Messages left Thursday for Kammer's mother-in-law and brother-in-law in Michigan were not immediately returned.

Freele and the other victim, Ronald Singer, 21, of Alamosa, Colo., were hospitalized in Cody, Wyo. Singer was treated and released, and Freele was scheduled to have surgery Friday for bite wounds and a broken bone in her arm, said West Park Hospital spokesman Joel Hunt.

Singer and his mother, Luron Singer, did not immediately return e-mail messages from the AP. But Luron Singer told The Denver Post that her son, a former high school wrestler, had been camping with his girlfriend.

When he felt the bear biting his leg, he started punching the animal, she said. His girlfriend screamed, and the bear ran away.

"He is doing fine," Luron Singer told the Post. "He went fishing today."

News of the maulings set residents and tourists on edge in Cooke City, a Yellowstone gateway community tucked into the picturesque Absaroka Mountains. Many were carrying bear spray, a pepper-based deterrent more commonly seen in Yellowstone's backcountry than on the city's streets.

Pennsylvania tourist Sheila McBride said she bought a can of the spray Thursday morning after hearing news of the attacks.

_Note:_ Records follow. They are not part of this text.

//! Highlighting engine contract consumed by the pipeline.
//!
//! Engines tokenize; the pipeline never does. Tree and markup output have
//! default implementations built from [`HighlightEngine::code_to_tokens`] so
//! an engine only has to provide tokens, theme metadata and loading.

use crate::error::HighlightError;
use crate::hast::{Element, Root};
use crate::language::CustomGrammar;
use crate::render;
use crate::theme::{ThemeDefinition, ThemeKind};
use serde::Serialize;
use std::fmt;
use std::sync::Arc;
use std::time::Duration;

/// Font style flags carried by a token.
#[derive(Debug, Clone, Copy, Default, PartialEq, Eq, Serialize)]
pub struct FontStyle {
    pub italic: bool,
    pub bold: bool,
    pub underline: bool,
}

impl FontStyle {
    pub fn is_empty(&self) -> bool {
        !(self.italic || self.bold || self.underline)
    }

    /// CSS declarations equivalent to these flags.
    pub fn css(&self) -> Vec<(&'static str, &'static str)> {
        let mut out = Vec::new();
        if self.italic {
            out.push(("font-style", "italic"));
        }
        if self.bold {
            out.push(("font-weight", "bold"));
        }
        if self.underline {
            out.push(("text-decoration", "underline"));
        }
        out
    }
}

/// One styled run of source text.
#[derive(Debug, Clone, Default, PartialEq, Eq, Serialize)]
#[serde(rename_all = "camelCase")]
pub struct ThemedToken {
    pub content: String,
    /// Byte offset of `content` within the whole input.
    pub offset: usize,
    #[serde(skip_serializing_if = "Option::is_none")]
    pub color: Option<String>,
    #[serde(skip_serializing_if = "Option::is_none")]
    pub bg_color: Option<String>,
    #[serde(skip_serializing_if = "FontStyle::is_empty")]
    pub font_style: FontStyle,
    /// Per-variant declarations for multi-theme output.
    #[serde(skip_serializing_if = "Vec::is_empty")]
    pub html_style: Vec<(String, String)>,
}

impl ThemedToken {
    /// Unstyled token.
    pub fn plain(content: impl Into<String>, offset: usize) -> Self {
        Self {
            content: content.into(),
            offset,
            ..Default::default()
        }
    }

    /// Inline style for this token, or `None` when it carries no styling.
    pub fn style(&self) -> Option<String> {
        let declarations: Vec<String> = if self.html_style.is_empty() {
            let mut out = Vec::new();
            if let Some(color) = &self.color {
                out.push(format!("color:{color}"));
            }
            if let Some(bg) = &self.bg_color {
                out.push(format!("background-color:{bg}"));
            }
            out.extend(
                self.font_style
                    .css()
                    .into_iter()
                    .map(|(name, value)| format!("{name}:{value}")),
            );
            out
        } else {
            self.html_style
                .iter()
                .map(|(name, value)| format!("{name}:{value}"))
                .collect()
        };
        (!declarations.is_empty()).then(|| declarations.join(";"))
    }

    pub fn is_styled(&self) -> bool {
        self.style().is_some()
    }
}

/// Tokens grouped by source line.
pub type TokenLines = Vec<Vec<ThemedToken>>;

/// Full token result with theme metadata.
#[derive(Debug, Clone, Default, PartialEq, Eq, Serialize)]
#[serde(rename_all = "camelCase")]
pub struct TokensResult {
    pub tokens: TokenLines,
    pub fg: String,
    pub bg: String,
    #[serde(skip_serializing_if = "Option::is_none")]
    pub theme_name: Option<String>,
    /// Root inline style for multi-theme output (variables per variant).
    #[serde(skip_serializing_if = "Option::is_none")]
    pub root_style: Option<String>,
}

#[derive(Debug, Clone, PartialEq, Eq, Serialize)]
pub struct ThemeMetadata {
    pub name: String,
    pub foreground: String,
    pub background: String,
    pub kind: ThemeKind,
}

/// Which variant of a multi-theme request renders as plain `color`.
#[derive(Debug, Clone, Default, PartialEq, Eq)]
pub enum DefaultColor {
    /// `light` when present, otherwise the first variant.
    #[default]
    Auto,
    Variant(String),
    /// Every variant is emitted as a CSS variable only.
    None,
}

/// Theme(s) a tokenize call renders with.
#[derive(Debug, Clone, PartialEq, Eq)]
pub enum ThemeSelection {
    Single(String),
    Multi {
        /// `(variant, theme id)` in caller order.
        variants: Vec<(String, String)>,
        default_color: DefaultColor,
        css_variable_prefix: String,
    },
}

impl ThemeSelection {
    /// Theme ids in render order.
    pub fn theme_ids(&self) -> Vec<&str> {
        match self {
            Self::Single(id) => vec![id.as_str()],
            Self::Multi { variants, .. } => variants.iter().map(|(_, id)| id.as_str()).collect(),
        }
    }

    /// Index of the variant rendered as plain `color`, if any.
    pub fn default_variant_index(&self) -> Option<usize> {
        match self {
            Self::Single(_) => Some(0),
            Self::Multi {
                variants,
                default_color,
                ..
            } => match default_color {
                DefaultColor::None => None,
                DefaultColor::Variant(name) => variants.iter().position(|(key, _)| key == name),
                DefaultColor::Auto => variants
                    .iter()
                    .position(|(key, _)| key == "light")
                    .or((!variants.is_empty()).then_some(0)),
            },
        }
    }
}

/// How whitespace-only tokens are treated.
#[derive(Debug, Clone, Copy, Default, PartialEq, Eq)]
pub enum MergeWhitespaces {
    /// Fold whitespace-only tokens into the following token.
    #[default]
    Merge,
    /// Leave tokens as the grammar produced them.
    Keep,
    /// Split leading and trailing whitespace into their own tokens.
    Never,
}

/// Layout of the produced tree.
#[derive(Debug, Clone, Copy, Default, PartialEq, Eq)]
pub enum Structure {
    /// `pre > code > span.line > span`.
    #[default]
    Classic,
    /// Token spans directly under the root, lines separated by `<br>`.
    Inline,
}

/// Zero-based position: line index and byte column within the line.
#[derive(Debug, Clone, Copy, PartialEq, Eq, PartialOrd, Ord)]
pub struct Position {
    pub line: usize,
    pub character: usize,
}

/// Extra class/properties applied to a source range.
#[derive(Debug, Clone, PartialEq, Eq)]
pub struct Decoration {
    pub start: Position,
    pub end: Position,
    pub class: Option<String>,
    pub properties: Vec<(String, String)>,
}

/// Hooks run while an engine builds its output.
///
/// Every hook defaults to a no-op. Hooks run in the order `tokens`, `span`,
/// `line`, `code`, `pre`, `root`, and `postprocess` for markup output.
pub trait Transformer: fmt::Debug + Send + Sync {
    fn name(&self) -> &str;

    fn tokens(&self, _lines: &mut TokenLines) {}

    /// `line` is 1-based; `column` is the token index within the line.
    fn span(&self, _span: &mut Element, _line: usize, _column: usize) {}

    fn line(&self, _line: &mut Element, _line_number: usize) {}

    fn code(&self, _code: &mut Element) {}

    fn pre(&self, _pre: &mut Element) {}

    fn root(&self, _root: &mut Root) {}

    fn postprocess(&self, html: String) -> String {
        html
    }
}

/// Options for a single tokenize call.
#[derive(Debug, Clone)]
pub struct TokenizeOptions {
    pub lang: String,
    pub theme: ThemeSelection,
    pub transformers: Vec<Arc<dyn Transformer>>,
    pub decorations: Vec<Decoration>,
    pub merge_whitespaces: MergeWhitespaces,
    pub structure: Structure,
    /// Lines longer than this many bytes are emitted unstyled.
    pub tokenize_max_line_length: Option<usize>,
    /// Once tokenizing has taken this long, remaining lines are emitted unstyled.
    pub tokenize_time_limit: Option<Duration>,
}

impl TokenizeOptions {
    pub fn new(lang: impl Into<String>, theme: ThemeSelection) -> Self {
        Self {
            lang: lang.into(),
            theme,
            transformers: Vec::new(),
            decorations: Vec::new(),
            merge_whitespaces: MergeWhitespaces::default(),
            structure: Structure::default(),
            tokenize_max_line_length: None,
            tokenize_time_limit: None,
        }
    }
}

/// A loaded highlighting engine.
///
/// Calls are synchronous and may be slow; the pipeline runs them on blocking
/// worker threads. Loading calls mutate internal registries and must be safe
/// under concurrent use.
pub trait HighlightEngine: Send + Sync {
    /// Tokenize with theme metadata (multi-theme aware).
    ///
    /// # Errors
    /// Returns [`HighlightError::LanguageNotFound`] or
    /// [`HighlightError::ThemeNotFound`] for unknown ids and
    /// [`HighlightError::Tokenize`] when the grammar fails.
    fn code_to_tokens(
        &self,
        code: &str,
        options: &TokenizeOptions,
    ) -> Result<TokensResult, HighlightError>;

    /// Per-line tokens without theme metadata.
    fn code_to_tokens_base(
        &self,
        code: &str,
        options: &TokenizeOptions,
    ) -> Result<TokenLines, HighlightError> {
        self.code_to_tokens(code, options).map(|result| result.tokens)
    }

    /// Syntax tree for `code`, with transformer hooks applied.
    fn code_to_tree(&self, code: &str, options: &TokenizeOptions) -> Result<Root, HighlightError> {
        let result = self.code_to_tokens(code, options)?;
        Ok(render::tokens_to_tree(&result, options))
    }

    /// HTML markup for `code`, with `postprocess` hooks applied.
    fn code_to_markup(
        &self,
        code: &str,
        options: &TokenizeOptions,
    ) -> Result<String, HighlightError> {
        let html = self.code_to_tree(code, options)?.to_html();
        Ok(options
            .transformers
            .iter()
            .fold(html, |html, transformer| transformer.postprocess(html)))
    }

    /// Ids of every language this instance can tokenize right now.
    fn loaded_languages(&self) -> Vec<String>;

    /// Whether `id` can be tokenized without loading anything.
    fn supports_language(&self, id: &str) -> bool {
        self.loaded_languages()
            .iter()
            .any(|loaded| loaded.eq_ignore_ascii_case(id.trim()))
    }

    fn has_theme(&self, id: &str) -> bool;

    /// # Errors
    /// Returns [`HighlightError::ThemeNotFound`] when `id` is not loaded.
    fn theme_metadata(&self, id: &str) -> Result<ThemeMetadata, HighlightError>;

    /// Compile and register an inline grammar; loading twice is a no-op.
    fn load_language(&self, grammar: &CustomGrammar) -> Result<(), HighlightError>;

    /// Register an inline theme under [`ThemeDefinition::id`].
    fn load_theme(&self, theme: &ThemeDefinition) -> Result<(), HighlightError>;
}

impl fmt::Debug for dyn HighlightEngine {
    fn fmt(&self, f: &mut fmt::Formatter<'_>) -> fmt::Result {
        f.write_str("HighlightEngine")
    }
}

She and her husband had no plans to hike or camp but were driving through the park in a convertible and wanted to be prepared in case they were delayed in a remote area by any road construction.

"We've got it in the back where we can grab it real easy," McBride said, pointing to her BMW. "If we're stuck in the convertible and a bear is coming over the mountain, we want to be ready."

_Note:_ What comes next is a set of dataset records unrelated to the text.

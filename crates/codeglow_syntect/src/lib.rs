//! Syntect-backed highlighting engines and bundles for codeglow.

/// Full and web bundle provisioners.
pub mod bundle;
/// [`codeglow_core::HighlightEngine`] over syntect.
pub mod engine;
/// Process-wide default grammar and theme sets.
pub mod settings;
mod syntax;
mod theme;

pub use bundle::{compiled_backend, FullProvisioner, WebProvisioner, WEB_LANGUAGES};
pub use engine::SyntectEngine;
pub use settings::SyntectSettings;
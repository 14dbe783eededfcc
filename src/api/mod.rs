pub mod auth;
pub mod health;
pub mod metrics;
pub mod swagger;
pub mod user;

Fish, Wildlife and Parks Warden Capt. Sam Sheppard said he was confident the killer bear was the one they had captured because it came back to the site of the rampage, which started around 2 a.m. Wednesday.

Sheppard said it was a highly unusual predatory attack, with campers in three different tents mauled as they slept.

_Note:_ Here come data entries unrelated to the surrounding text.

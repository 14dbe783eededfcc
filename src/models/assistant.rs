use serde::{Deserialize, Serialize};
use std::fmt;
use std::str::FromStr;

/// Intenção reconhecida pelo modelo (conjunto fechado)
#[derive(Debug, Clone, Copy, PartialEq, Eq, Serialize, Deserialize, utoipa::ToSchema)]
#[serde(rename_all = "kebab-case")]
pub enum Intent {
    General,
    GoogleSearch,
    YoutubeSearch,
    YoutubePlay,
    GetTime,
    GetDate,
    GetDay,
    GetMonth,
    CalculatorOpen,
    InstagramOpen,
    FacebookOpen,
    WeatherShow,
}

impl Intent {
    pub const ALL: [Intent; 12] = [
        Intent::General,
        Intent::GoogleSearch,
        Intent::YoutubeSearch,
        Intent::YoutubePlay,
        Intent::GetTime,
        Intent::GetDate,
        Intent::GetDay,
        Intent::GetMonth,
        Intent::CalculatorOpen,
        Intent::InstagramOpen,
        Intent::FacebookOpen,
        Intent::WeatherShow,
    ];

    pub fn as_str(&self) -> &'static str {
        match self {
            Intent::General => "general",
            Intent::GoogleSearch => "google-search",
            Intent::YoutubeSearch => "youtube-search",
            Intent::YoutubePlay => "youtube-play",
            Intent::GetTime => "get-time",
            Intent::GetDate => "get-date",
            Intent::GetDay => "get-day",
            Intent::GetMonth => "get-month",
            Intent::CalculatorOpen => "calculator-open",
            Intent::InstagramOpen => "instagram-open",
            Intent::FacebookOpen => "facebook-open",
            Intent::WeatherShow => "weather-show",
        }
    }

    /// Meaning of the tag, as explained to the model in the prompt.
    pub fn description(&self) -> &'static str {
        match self {
            Intent::General => "if it's a factual or informational question, or any question you already know the answer to; give a short answer",
            Intent::GoogleSearch => "if user wants to search something on Google",
            Intent::YoutubeSearch => "if user wants to search something on YouTube",
            Intent::YoutubePlay => "if user wants to directly play a video or song",
            Intent::GetTime => "if user asks for current time",
            Intent::GetDate => "if user asks for today's date",
            Intent::GetDay => "if user asks what day it is",
            Intent::GetMonth => "if user asks for the current month",
            Intent::CalculatorOpen => "if user wants to open a calculator",
            Intent::InstagramOpen => "if user wants to open instagram",
            Intent::FacebookOpen => "if user wants to open facebook",
            Intent::WeatherShow => "if user wants to know weather",
        }
    }
}

impl fmt::Display for Intent {
    fn fmt(&self, f: &mut fmt::Formatter<'_>) -> fmt::Result {
        f.write_str(self.as_str())
    }
}

impl FromStr for Intent {
    type Err = String;

    fn from_str(s: &str) -> Result<Self, Self::Err> {
        Intent::ALL
            .iter()
            .copied()
            .find(|intent| intent.as_str() == s)
            .ok_or_else(|| format!("unknown intent: {}", s))
    }
}

/// JSON object the model is asked to produce. `type` is kept as a raw,
/// optional string so a missing or unknown tag can be reported instead of
/// failing the decode.
#[derive(Debug, Clone, Deserialize)]
#[serde(rename_all = "camelCase")]
pub struct ModelReply {
    #[serde(rename = "type", default)]
    pub intent: Option<String>,
    #[serde(default)]
    pub user_input: Option<String>,
    #[serde(default)]
    pub response: Option<String>,
}

#[derive(Debug, Clone, PartialEq, Eq, Serialize, utoipa::ToSchema)]
#[serde(rename_all = "kebab-case")]
pub enum ActionKind {
    OpenUrl,
}

/// Ação que o cliente deve executar além de falar a resposta
#[derive(Debug, Clone, PartialEq, Eq, Serialize, utoipa::ToSchema)]
pub struct ClientAction {
    pub kind: ActionKind,
    pub url: String,
}

#[derive(Debug, Clone, PartialEq, Eq, Serialize, utoipa::ToSchema)]
#[serde(rename_all = "camelCase")]
pub struct AssistantReply {
    #[serde(rename = "type")]
    pub intent: Intent,
    pub user_input: String,
    pub response: String,
    #[serde(skip_serializing_if = "Option::is_none")]
    pub action: Option<ClientAction>,
}

#[derive(Debug, Deserialize, utoipa::ToSchema)]
pub struct AskRequest {
    pub command: Option<String>,
}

Freele said she couldn't understand why the bear attacked her, because she posed no threat.

"If it was something that I had done — if I had walked into a female with cubs, and startled her, and she attacked me — I can understand that," she said. "She was hunting us, with the intention of killing us and eating us."

Officials have said the bear will be killed if DNA evidence confirms it was the same one that attacked the victims. Aasheim said the test results were expected by Friday.

Wildlife officials said tent or sleeping bag fibers were in the captured bears' droppings, and that a tooth fragment found in a tent appears to match a chipped tooth on the sow.

"Everything points to it being the offending bear, but we are not going to do anything until we have DNA samples," Aasheim said.

State and federal wildlife officials will determine the fate of the cubs, which are feared to have learned predatory behavior from their mother.

The bear attack was the most brazen in the Yellowstone area since the 1980s, officials said.

In 2008 at the same campground, a grizzly bear bit and injured a man sleeping in a tent. A young adult female grizzly was captured in a trap four days later and taken to a bear research center in Washington state.

"The suspicion among a lot of the residents is that the bear they caught (in 2008) was not the right one," said Gary Vincelette, who has a cabin in nearby Silver Gate.

Sheppard said there was no truth to that.

About 600 grizzly bears and hundreds of less-aggressive black bears live in the Yellowstone area.

The region is pasted with hundreds of signs warning visitors to keep food out of the bruins' reach. Experts say bears who eat human food quickly become habituated to people, increasing the danger of an attack.

Yet in the case of the Wednesday's attack, all the victims had put their food into metal food canisters installed at campsite, Sheppard said.

"They were doing things right," he said. "It was random. I have no idea why this bear picked these three tents out of all the tents there."

The 10-acre Soda Butte Campground in Gallatin National Forest has 27 campsites.

Freele, who had been staying there for 13 days with her husband, Bill, said she didn't think she would stop taking long camping trips.

"I know that this is a one-in-a-million, freak event," she said. "I might think twice about camping in the same site."